Saved entries:
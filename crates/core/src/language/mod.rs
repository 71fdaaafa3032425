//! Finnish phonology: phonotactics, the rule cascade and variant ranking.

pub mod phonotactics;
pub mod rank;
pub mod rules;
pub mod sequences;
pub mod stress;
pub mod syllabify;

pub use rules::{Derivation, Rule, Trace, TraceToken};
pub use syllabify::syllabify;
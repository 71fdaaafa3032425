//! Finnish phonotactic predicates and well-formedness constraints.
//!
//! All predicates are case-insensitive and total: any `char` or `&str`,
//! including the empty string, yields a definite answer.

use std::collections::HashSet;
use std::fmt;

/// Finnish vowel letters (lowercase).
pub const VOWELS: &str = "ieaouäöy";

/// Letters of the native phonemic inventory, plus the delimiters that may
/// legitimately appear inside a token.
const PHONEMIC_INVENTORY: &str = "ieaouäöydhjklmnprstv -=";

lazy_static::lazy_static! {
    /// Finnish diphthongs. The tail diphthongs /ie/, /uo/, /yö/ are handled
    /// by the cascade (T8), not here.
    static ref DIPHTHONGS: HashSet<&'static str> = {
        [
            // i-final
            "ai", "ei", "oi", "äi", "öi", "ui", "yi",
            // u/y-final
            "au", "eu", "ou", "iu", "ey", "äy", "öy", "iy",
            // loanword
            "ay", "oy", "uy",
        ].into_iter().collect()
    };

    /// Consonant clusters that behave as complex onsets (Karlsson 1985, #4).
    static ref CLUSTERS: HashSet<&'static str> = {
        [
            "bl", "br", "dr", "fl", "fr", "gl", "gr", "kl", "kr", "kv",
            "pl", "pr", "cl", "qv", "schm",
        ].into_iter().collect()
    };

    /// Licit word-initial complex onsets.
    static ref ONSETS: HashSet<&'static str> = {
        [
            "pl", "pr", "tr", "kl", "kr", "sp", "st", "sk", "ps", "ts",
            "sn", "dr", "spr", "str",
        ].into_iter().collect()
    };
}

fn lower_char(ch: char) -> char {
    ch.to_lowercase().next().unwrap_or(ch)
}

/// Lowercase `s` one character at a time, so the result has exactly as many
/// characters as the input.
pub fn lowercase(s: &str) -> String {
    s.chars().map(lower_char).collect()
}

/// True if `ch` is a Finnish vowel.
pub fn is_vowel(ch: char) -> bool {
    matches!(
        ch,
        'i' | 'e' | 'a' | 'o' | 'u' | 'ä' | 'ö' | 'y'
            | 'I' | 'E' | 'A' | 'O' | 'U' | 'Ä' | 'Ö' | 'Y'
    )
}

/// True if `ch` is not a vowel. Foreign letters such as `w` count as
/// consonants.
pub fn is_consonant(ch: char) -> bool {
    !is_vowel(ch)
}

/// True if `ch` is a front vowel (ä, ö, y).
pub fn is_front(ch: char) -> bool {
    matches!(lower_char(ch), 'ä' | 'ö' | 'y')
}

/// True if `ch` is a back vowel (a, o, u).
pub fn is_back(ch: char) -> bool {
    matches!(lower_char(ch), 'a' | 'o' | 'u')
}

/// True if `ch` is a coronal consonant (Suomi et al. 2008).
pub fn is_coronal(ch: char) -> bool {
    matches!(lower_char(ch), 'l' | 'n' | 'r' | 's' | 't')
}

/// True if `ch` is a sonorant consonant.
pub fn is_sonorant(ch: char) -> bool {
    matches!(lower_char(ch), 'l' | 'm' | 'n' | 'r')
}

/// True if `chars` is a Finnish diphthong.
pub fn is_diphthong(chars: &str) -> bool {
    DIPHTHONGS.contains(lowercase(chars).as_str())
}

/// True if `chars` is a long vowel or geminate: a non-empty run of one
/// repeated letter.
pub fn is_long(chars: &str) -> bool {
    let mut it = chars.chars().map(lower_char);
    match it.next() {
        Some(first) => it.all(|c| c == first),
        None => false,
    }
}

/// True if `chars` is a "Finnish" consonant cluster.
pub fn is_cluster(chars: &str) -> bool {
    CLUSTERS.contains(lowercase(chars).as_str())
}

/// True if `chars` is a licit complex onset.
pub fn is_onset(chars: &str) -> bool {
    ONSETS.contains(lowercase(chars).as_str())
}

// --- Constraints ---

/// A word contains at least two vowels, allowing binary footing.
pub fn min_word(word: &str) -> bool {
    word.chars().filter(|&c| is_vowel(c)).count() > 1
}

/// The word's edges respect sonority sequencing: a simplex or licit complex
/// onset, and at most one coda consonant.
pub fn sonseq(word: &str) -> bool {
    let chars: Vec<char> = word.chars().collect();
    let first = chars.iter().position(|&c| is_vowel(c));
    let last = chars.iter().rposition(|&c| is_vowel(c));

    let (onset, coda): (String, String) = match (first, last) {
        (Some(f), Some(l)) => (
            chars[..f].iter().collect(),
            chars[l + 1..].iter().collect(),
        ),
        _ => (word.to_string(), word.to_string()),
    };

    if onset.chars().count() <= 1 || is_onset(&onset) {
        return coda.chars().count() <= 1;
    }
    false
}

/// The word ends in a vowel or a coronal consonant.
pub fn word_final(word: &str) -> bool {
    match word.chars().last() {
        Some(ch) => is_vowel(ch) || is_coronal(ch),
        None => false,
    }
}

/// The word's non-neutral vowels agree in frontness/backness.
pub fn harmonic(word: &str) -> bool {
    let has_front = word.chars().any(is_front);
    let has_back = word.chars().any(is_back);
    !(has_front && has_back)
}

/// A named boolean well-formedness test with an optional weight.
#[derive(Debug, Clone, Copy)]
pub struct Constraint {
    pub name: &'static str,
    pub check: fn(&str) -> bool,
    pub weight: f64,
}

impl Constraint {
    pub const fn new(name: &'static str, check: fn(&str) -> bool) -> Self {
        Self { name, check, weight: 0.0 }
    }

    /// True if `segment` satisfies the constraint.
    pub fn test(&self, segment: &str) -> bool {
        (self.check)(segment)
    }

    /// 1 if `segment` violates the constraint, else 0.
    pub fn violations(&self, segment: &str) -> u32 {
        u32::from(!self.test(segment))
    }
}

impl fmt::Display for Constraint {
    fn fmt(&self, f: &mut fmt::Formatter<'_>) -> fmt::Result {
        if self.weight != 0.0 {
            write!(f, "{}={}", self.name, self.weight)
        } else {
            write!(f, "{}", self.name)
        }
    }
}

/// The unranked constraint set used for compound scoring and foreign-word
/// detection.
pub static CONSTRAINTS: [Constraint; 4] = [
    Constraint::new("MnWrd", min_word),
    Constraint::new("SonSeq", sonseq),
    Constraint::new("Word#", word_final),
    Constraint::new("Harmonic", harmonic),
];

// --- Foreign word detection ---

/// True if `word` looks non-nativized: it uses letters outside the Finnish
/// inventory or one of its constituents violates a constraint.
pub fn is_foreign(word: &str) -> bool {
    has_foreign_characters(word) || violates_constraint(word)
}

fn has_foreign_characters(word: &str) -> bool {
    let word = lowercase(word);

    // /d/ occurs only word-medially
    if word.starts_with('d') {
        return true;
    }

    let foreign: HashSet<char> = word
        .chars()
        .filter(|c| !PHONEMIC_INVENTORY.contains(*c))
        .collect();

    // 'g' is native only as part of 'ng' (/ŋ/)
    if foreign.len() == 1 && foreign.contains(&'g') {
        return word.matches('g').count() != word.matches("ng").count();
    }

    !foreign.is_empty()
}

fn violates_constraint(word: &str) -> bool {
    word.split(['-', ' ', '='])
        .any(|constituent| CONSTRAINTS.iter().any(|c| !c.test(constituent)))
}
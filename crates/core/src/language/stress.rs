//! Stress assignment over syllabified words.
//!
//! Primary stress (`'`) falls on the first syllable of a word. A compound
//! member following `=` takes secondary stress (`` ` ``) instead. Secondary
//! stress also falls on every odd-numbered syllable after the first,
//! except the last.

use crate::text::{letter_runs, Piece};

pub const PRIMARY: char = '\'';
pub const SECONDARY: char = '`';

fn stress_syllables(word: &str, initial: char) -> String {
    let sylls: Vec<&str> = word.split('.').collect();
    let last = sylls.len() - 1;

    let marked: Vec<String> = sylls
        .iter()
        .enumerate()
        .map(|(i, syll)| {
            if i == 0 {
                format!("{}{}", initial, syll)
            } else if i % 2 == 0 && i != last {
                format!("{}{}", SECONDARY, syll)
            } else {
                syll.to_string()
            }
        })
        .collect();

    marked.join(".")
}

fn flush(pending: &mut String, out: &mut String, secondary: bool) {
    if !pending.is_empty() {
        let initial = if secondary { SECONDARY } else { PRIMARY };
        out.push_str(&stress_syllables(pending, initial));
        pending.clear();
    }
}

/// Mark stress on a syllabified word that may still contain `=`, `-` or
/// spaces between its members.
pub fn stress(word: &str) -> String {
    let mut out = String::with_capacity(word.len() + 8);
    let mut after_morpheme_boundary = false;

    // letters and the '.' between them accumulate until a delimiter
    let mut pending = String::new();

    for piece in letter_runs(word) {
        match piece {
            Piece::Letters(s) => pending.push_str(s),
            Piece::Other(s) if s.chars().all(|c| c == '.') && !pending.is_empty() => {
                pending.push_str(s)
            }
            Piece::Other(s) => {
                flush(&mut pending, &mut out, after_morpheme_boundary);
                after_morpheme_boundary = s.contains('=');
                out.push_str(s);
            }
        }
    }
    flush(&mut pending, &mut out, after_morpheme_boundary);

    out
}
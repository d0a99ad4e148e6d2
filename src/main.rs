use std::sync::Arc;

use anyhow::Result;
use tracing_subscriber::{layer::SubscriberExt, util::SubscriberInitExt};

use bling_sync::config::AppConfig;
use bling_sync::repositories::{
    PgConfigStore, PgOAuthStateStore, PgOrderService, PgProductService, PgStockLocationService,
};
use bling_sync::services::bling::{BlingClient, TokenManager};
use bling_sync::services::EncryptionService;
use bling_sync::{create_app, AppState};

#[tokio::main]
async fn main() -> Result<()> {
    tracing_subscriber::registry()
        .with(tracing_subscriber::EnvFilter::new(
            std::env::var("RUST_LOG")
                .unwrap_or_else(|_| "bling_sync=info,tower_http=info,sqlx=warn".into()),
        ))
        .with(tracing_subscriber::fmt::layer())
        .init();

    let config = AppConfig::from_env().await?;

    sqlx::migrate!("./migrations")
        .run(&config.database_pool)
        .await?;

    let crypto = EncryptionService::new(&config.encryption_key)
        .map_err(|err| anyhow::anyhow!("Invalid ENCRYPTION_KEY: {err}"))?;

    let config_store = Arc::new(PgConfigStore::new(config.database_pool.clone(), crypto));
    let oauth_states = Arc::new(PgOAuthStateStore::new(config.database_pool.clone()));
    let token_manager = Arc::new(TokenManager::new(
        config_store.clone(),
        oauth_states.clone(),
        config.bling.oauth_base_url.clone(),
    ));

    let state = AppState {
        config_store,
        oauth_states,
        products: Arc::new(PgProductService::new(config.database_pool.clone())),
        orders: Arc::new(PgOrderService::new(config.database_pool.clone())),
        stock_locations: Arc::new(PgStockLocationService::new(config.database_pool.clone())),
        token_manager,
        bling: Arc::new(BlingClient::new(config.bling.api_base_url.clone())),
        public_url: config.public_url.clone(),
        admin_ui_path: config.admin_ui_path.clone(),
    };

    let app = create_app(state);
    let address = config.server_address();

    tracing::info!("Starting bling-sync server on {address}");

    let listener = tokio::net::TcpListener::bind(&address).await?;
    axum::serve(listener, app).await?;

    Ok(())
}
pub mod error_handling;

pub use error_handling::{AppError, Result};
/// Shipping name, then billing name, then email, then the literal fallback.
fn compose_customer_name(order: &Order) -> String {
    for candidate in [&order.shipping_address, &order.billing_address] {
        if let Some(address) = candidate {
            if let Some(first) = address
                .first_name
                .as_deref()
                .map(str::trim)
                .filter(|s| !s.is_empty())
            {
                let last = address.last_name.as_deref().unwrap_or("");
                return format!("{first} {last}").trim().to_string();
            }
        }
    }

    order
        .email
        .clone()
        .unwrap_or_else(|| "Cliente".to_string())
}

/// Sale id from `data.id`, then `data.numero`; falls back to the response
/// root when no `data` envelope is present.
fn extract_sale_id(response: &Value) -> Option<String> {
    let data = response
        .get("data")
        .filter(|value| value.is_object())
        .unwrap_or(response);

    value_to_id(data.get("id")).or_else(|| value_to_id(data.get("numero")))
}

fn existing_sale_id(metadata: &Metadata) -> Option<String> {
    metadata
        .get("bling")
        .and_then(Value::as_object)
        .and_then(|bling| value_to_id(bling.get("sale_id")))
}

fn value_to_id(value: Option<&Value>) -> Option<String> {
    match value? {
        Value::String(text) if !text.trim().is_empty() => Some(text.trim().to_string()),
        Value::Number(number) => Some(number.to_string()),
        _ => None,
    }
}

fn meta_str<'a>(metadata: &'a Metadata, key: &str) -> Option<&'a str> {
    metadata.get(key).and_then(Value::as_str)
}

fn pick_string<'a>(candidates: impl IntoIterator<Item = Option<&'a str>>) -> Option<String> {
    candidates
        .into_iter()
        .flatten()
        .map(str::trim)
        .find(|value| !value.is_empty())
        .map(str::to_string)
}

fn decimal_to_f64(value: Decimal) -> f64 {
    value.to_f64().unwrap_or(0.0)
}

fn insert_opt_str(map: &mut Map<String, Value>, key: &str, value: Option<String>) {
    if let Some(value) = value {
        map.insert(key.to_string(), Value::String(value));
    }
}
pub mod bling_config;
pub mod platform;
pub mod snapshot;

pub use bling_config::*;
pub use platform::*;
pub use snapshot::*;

---

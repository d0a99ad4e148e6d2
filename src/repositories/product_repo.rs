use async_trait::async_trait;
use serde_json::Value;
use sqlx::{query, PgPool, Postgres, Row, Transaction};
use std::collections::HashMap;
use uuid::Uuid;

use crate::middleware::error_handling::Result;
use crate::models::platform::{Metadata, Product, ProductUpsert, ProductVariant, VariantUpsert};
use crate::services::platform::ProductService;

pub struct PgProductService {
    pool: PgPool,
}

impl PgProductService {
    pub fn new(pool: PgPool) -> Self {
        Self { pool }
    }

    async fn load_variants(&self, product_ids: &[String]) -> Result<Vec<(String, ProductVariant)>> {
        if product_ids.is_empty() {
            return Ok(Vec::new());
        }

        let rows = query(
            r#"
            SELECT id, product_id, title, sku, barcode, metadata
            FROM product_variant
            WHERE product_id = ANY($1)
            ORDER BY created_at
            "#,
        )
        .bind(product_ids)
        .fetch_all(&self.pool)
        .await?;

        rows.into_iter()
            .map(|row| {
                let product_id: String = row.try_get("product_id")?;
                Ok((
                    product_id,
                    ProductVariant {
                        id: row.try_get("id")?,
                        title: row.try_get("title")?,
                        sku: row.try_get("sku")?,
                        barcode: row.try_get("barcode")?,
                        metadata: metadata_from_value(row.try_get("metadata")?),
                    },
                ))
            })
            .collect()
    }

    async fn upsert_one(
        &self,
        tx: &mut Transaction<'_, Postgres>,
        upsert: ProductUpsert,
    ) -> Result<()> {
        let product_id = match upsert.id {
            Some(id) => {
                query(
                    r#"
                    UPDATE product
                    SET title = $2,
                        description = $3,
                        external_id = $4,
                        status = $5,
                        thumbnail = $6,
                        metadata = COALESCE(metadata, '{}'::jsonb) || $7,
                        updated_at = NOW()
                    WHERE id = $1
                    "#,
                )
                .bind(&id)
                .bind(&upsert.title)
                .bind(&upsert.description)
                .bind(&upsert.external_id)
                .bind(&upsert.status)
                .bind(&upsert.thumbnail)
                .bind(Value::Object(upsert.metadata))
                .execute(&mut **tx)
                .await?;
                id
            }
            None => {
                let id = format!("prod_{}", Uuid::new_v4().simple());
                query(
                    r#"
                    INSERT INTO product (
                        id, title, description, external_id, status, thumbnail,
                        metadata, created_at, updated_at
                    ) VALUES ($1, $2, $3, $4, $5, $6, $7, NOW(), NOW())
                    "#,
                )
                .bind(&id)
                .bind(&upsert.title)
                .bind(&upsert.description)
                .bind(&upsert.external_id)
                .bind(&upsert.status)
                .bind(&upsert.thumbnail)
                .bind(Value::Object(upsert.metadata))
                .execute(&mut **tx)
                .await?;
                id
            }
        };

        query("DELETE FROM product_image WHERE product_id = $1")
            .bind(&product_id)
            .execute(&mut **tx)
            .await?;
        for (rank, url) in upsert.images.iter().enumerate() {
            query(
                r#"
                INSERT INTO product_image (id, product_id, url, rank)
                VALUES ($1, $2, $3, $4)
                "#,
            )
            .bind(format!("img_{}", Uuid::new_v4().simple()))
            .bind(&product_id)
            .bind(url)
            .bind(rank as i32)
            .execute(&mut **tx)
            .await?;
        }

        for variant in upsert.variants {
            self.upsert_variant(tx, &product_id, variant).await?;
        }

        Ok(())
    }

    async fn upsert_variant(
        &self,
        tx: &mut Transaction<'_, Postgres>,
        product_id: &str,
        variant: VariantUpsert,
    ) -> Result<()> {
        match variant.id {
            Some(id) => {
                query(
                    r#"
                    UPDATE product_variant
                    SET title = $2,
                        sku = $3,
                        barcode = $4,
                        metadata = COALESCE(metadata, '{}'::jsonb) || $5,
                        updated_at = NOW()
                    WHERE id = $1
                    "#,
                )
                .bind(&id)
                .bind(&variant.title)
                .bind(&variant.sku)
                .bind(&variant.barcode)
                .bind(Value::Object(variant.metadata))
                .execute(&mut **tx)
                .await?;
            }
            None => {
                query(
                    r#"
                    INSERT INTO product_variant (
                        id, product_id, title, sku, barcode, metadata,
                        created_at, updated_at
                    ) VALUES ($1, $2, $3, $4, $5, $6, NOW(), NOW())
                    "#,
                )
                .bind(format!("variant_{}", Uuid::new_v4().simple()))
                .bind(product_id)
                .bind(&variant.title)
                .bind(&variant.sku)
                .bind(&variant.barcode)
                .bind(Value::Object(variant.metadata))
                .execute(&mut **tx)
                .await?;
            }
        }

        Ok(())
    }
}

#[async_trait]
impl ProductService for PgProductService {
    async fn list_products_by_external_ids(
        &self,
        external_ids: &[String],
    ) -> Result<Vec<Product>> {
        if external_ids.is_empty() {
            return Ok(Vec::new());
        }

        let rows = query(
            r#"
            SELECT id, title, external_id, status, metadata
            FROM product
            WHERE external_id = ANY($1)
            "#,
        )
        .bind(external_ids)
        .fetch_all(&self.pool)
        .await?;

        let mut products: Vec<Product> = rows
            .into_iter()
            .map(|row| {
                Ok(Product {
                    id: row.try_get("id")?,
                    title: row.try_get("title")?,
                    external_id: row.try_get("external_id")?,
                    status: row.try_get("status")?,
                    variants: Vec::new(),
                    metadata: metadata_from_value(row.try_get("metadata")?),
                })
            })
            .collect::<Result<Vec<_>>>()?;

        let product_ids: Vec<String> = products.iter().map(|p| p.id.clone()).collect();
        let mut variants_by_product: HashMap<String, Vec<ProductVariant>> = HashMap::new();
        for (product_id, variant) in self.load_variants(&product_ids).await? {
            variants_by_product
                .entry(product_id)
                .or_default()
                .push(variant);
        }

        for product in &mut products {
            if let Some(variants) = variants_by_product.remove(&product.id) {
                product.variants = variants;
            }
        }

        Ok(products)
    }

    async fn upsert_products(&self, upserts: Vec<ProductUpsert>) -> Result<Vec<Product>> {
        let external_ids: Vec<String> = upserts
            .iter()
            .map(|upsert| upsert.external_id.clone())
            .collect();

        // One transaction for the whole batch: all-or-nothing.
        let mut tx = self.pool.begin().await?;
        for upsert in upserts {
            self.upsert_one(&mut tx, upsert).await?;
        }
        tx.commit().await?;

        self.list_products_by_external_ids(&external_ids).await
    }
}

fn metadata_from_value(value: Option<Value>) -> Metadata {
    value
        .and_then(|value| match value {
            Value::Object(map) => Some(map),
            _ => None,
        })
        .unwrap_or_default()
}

==

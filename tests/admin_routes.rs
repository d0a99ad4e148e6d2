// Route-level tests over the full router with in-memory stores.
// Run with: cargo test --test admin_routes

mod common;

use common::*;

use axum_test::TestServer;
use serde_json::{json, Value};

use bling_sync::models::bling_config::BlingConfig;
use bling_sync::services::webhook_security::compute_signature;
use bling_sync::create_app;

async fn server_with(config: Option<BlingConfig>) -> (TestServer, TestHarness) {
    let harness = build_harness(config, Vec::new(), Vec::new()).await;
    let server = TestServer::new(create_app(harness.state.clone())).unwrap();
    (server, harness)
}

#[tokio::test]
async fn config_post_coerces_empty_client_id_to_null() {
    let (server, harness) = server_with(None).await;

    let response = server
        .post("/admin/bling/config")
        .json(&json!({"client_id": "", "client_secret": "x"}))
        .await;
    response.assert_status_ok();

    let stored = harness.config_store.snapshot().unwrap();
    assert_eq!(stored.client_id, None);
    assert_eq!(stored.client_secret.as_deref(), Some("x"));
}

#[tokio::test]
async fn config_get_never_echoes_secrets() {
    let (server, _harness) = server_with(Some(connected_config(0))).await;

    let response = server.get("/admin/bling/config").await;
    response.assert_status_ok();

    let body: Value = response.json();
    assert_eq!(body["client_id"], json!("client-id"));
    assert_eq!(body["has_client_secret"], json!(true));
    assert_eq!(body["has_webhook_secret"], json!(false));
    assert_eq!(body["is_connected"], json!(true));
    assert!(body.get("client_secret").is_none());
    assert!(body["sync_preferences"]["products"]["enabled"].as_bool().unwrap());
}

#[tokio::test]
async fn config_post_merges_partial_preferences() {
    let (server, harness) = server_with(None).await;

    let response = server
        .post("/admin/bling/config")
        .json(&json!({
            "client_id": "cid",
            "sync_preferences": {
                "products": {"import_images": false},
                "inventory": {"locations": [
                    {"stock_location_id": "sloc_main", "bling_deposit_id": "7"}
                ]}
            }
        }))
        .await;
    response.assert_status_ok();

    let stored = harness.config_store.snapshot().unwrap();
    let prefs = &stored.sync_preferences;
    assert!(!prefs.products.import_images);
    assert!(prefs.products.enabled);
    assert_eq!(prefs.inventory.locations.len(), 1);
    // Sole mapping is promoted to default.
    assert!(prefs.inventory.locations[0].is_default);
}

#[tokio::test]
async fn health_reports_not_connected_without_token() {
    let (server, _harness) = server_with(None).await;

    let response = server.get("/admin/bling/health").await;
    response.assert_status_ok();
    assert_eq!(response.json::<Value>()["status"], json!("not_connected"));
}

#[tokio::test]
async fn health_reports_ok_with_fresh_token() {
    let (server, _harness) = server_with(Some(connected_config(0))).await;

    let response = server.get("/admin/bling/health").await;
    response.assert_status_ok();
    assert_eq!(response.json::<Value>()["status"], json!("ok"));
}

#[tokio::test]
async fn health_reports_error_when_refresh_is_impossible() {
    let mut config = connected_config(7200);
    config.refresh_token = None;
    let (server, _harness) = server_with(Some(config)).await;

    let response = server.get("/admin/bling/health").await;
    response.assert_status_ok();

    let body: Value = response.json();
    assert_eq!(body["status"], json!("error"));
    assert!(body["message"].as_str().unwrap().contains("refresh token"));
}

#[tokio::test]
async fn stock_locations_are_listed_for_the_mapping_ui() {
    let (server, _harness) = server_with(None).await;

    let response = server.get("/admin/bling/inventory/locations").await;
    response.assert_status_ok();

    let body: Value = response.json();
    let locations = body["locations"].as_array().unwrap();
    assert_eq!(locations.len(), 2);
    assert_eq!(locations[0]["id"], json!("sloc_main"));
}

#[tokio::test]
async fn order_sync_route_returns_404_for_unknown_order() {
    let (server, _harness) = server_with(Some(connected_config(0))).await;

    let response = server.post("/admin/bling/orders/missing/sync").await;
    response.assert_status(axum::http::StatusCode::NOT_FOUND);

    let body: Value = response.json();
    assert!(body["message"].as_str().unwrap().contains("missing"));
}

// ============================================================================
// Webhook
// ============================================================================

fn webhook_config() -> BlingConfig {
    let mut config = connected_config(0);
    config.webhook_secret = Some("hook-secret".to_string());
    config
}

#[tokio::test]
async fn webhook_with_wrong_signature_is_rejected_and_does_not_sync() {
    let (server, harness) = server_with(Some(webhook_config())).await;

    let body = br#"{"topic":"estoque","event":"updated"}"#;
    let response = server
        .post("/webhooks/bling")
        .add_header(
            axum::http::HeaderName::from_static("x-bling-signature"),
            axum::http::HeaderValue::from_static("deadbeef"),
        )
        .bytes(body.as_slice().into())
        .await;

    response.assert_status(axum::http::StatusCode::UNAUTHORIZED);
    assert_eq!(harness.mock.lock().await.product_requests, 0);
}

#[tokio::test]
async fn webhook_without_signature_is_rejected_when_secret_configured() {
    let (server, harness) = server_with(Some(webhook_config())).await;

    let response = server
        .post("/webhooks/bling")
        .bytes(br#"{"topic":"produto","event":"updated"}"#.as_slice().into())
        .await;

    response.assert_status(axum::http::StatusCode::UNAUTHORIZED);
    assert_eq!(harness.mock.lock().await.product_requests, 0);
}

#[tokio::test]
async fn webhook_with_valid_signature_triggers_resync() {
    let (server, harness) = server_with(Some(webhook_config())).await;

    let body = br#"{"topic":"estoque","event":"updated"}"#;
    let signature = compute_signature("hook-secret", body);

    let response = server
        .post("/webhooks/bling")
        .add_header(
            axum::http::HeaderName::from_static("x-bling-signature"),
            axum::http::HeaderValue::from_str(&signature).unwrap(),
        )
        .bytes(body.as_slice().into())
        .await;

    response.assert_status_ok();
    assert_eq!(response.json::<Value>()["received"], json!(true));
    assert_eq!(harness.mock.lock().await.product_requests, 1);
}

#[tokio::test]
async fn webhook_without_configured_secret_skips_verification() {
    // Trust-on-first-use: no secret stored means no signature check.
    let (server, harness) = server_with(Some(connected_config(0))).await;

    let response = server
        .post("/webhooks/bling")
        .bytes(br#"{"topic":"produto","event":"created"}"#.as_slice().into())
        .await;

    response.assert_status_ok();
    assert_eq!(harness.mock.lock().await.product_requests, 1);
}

▶ _WHAT YOU WILL DO_
In the records above, locate every line with the string "filename" and copy it.

▶ _EXERCISE ANSWER_
filename crates/core/src/language/mod.rs
filename crates/core/src/language/stress.rs
filename src/main.rs
filename src/repositories/product_repo.rs
filename tests/admin_routes.rs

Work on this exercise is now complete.